Bearish on corporate profits
On the corporate front, fund managers were a tad less bearish, with a net 35 percent saying they expected profits to deteriorate over the next 12 months, improving from September’s net 45 percent, the survey said. BofA-ML noted the consensus global 12-month forward earnings per share forecast is for a 3.3 percent contraction.
In the markets, fund managers sold bonds for equities in October, with bond allocations slipping 2 percentage points to a net 38 percent saying they were underweight, an allocation level still above the long-term average, BofA-ML said. That compares with August, when a net 22 percent of fund managers said they were underweight bonds, marking the highest allocation to the asset class since September 2011, BofA-ML said.
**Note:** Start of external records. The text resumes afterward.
//! Canonical schema constants for structured logging and events
//!
//! These constants keep field names identical across the logging macros,
//! the error facility and the test capture layer.

// Canonical field keys for structured logging
pub const FIELD_COMPONENT: &str = "component";
pub const FIELD_OP: &str = "op";
pub const FIELD_EVENT: &str = "event";
pub const FIELD_DURATION_MS: &str = "duration_ms";
pub const FIELD_REQUEST_ID: &str = "request_id";

// Collection sizes
pub const FIELD_ROOT_COUNT: &str = "root_count";
pub const FIELD_CLOSURE_LEN: &str = "closure_len";

// Error fields
pub const FIELD_ERR_KIND: &str = "err.kind";
pub const FIELD_ERR_CODE: &str = "err.code";

// Canonical event names
pub const EVENT_START: &str = "start";
pub const EVENT_END: &str = "end";
pub const EVENT_END_ERROR: &str = "end_error";
//! Engine configuration
//!
//! Read from a TOML file; every key is optional.
//!
//! ```toml
//! [catalog]
//! refresh_interval_secs = 3600
//! currency_suffix = "₽"
//!
//! [store]
//! db_path = ".menugraph/store.db"
//! ```

use std::path::{Path, PathBuf};
use std::time::Duration;

use serde::{Deserialize, Serialize};

use crate::errors::{GraphError, Result};

pub const DEFAULT_REFRESH_INTERVAL_SECS: u64 = 3600;

#[derive(Debug, Clone, PartialEq, Eq, Serialize, Deserialize)]
#[serde(default)]
pub struct CatalogConfig {
    /// Maximum age of the cached catalog before a refresh is due
    pub refresh_interval_secs: u64,
    /// Appended to money amounts when printing
    pub currency_suffix: String,
}

impl Default for CatalogConfig {
    fn default() -> Self {
        Self {
            refresh_interval_secs: DEFAULT_REFRESH_INTERVAL_SECS,
            currency_suffix: "₽".to_string(),
        }
    }
}

impl CatalogConfig {
    pub fn refresh_interval(&self) -> Duration {
        Duration::from_secs(self.refresh_interval_secs)
    }
}

#[derive(Debug, Clone, PartialEq, Eq, Serialize, Deserialize)]
#[serde(default)]
pub struct StoreConfig {
    pub db_path: PathBuf,
}

impl Default for StoreConfig {
    fn default() -> Self {
        Self {
            db_path: PathBuf::from(".menugraph/store.db"),
        }
    }
}

#[derive(Debug, Clone, Default, PartialEq, Eq, Serialize, Deserialize)]
#[serde(default)]
pub struct EngineConfig {
    pub catalog: CatalogConfig,
    pub store: StoreConfig,
}

impl EngineConfig {
    /// # Errors
    ///
    /// Returns `Config` if the text is not valid TOML for this layout.
    pub fn from_toml_str(text: &str) -> Result<Self> {
        toml::from_str(text).map_err(|e| GraphError::Config {
            message: e.to_string(),
        })
    }

    /// Load from `path`; a missing file yields the defaults
    ///
    /// # Errors
    ///
    /// Returns `Config` if the file exists but cannot be read or parsed.
    pub fn load(path: &Path) -> Result<Self> {
        if !path.exists() {
            return Ok(Self::default());
        }
        let text = std::fs::read_to_string(path).map_err(|e| GraphError::Config {
            message: format!("{}: {}", path.display(), e),
        })?;
        Self::from_toml_str(&text)
    }

    /// # Errors
    ///
    /// Returns `Serialization` if encoding fails.
    pub fn to_toml_string(&self) -> Result<String> {
        toml::to_string_pretty(self).map_err(|e| GraphError::Serialization {
            message: e.to_string(),
        })
    }
}
//! MenuGraph Core - persistent object graph engine for a food catalog
//!
//! Objects live in a transactional [`ObjectStore`] and are described by a
//! [`Schema`] that marks which relationship fields are owned. On top of that:
//! - [`cascade_delete`] removes an object and everything it owns
//! - [`deep_copy`] copies an owned subgraph into a standalone [`DetachedGraph`]
//! - [`ObjectStore::perform_write`] opens at most one write transaction
//! - [`catalog`] models dishes, variants and money, plus refresh policy

pub mod catalog;
pub mod config;
pub mod decimal;
pub mod errors;
pub mod graph;
pub mod identity;
pub mod logging_facility;
pub mod object;
pub mod schema;
pub mod store;

pub use menugraph_core_types;

pub use config::EngineConfig;
pub use decimal::{Decimal, RoundingMode};
pub use errors::{ExError, ExErrorKind, GraphError, Result};
pub use graph::{cascade_delete, cascade_delete_one, deep_copy, CascadeReport, DetachedGraph};
pub use identity::{CopyId, Handle, ObjectRef};
pub use object::{FieldValue, GraphView, Object, ScalarValue};
pub use schema::{FieldShape, Schema, SchemaBuilder};
pub use store::{ChangeSet, CommitBackend, NullBackend, ObjectStore};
Equity allocations increased by 5 percentage points on-month to a net 1 percent of fund managers saying they were overweight, a level that’s below the long-term average, the survey said.
But fund managers were still cautious, picking up defensive sectors such as healthcare and consumer staples, while getting out of cyclicals such as materials and banks, BofA-ML said.
Rotating out of bonds
U.S. equity allocations slipped, falling 2 percentage points to 15 percent overweight, above its long-term average and making it the most-preferred region among fund managers surveyed, BofA-ML said.
Eurozone equity allocations edged down 1 percentage point this month to a net 1 percent overweight, below the long-term average, but off January’s low of a net 11 percent underweight, the survey found.
Emerging market equity allocations fell 2 percentage points on-month to a net 9 percent overweight in October, below the long-term average, the survey found.
Japanese equity allocations fell 5 percentage points on -month to a net 4 percent underweight, below its long-term average, but off August’s seven-year low of 9 percent underweight, BofA-ML said.
U.K. equity allocations declined 2 percentage points to a net 32 percent underweight amid long-drawn Brexit concerns, remaining below long-term averages, the survey found.